[INPUT MATERIAL — start]
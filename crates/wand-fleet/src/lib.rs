//! Wand Fleet - Controller fleet management
//!
//! This crate owns the hard part of the service: reconciling the set of
//! physically attached controllers against a fixed pool of logical slots,
//! polling every open controller for fresh sensor data, and turning new
//! samples into globally sequenced data frames.
//!
//! - [`SlotPool`] holds the N pre-allocated controller handles; the slot
//!   index is the externally visible logical id
//! - [`FleetManager`] drives the two time-gated passes (poll and rescan)
//!   from a single thread and owns the startup/update/shutdown lifecycle
//! - [`FleetEvent`] reports connects, disconnects, and identity churn
//! - [`FleetConfig`] is the persisted scheduling configuration

pub mod config;
pub mod events;
pub mod handle;
pub mod manager;
pub mod pool;

pub use config::{ConfigError, FleetConfig};
pub use events::FleetEvent;
pub use handle::ControllerHandle;
pub use manager::{ControllerStatus, FleetManager};
pub use pool::{SlotPool, MAX_CONTROLLERS};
[INPUT MATERIAL — finish]
■ WHAT THE TASK ASKS ■
Produce an exact copy of every entry above.

■ THE ANSWER ■
filename crates/wand-fleet/src/lib.rs
//! Wand Fleet - Controller fleet management
//!
//! This crate owns the hard part of the service: reconciling the set of
//! physically attached controllers against a fixed pool of logical slots,
//! polling every open controller for fresh sensor data, and turning new
//! samples into globally sequenced data frames.
//!
//! - [`SlotPool`] holds the N pre-allocated controller handles; the slot
//!   index is the externally visible logical id
//! - [`FleetManager`] drives the two time-gated passes (poll and rescan)
//!   from a single thread and owns the startup/update/shutdown lifecycle
//! - [`FleetEvent`] reports connects, disconnects, and identity churn
//! - [`FleetConfig`] is the persisted scheduling configuration

pub mod config;
pub mod events;
pub mod handle;
pub mod manager;
pub mod pool;

pub use config::{ConfigError, FleetConfig};
pub use events::FleetEvent;
pub use handle::ControllerHandle;
pub use manager::{ControllerStatus, FleetManager};
pub use pool::{SlotPool, MAX_CONTROLLERS};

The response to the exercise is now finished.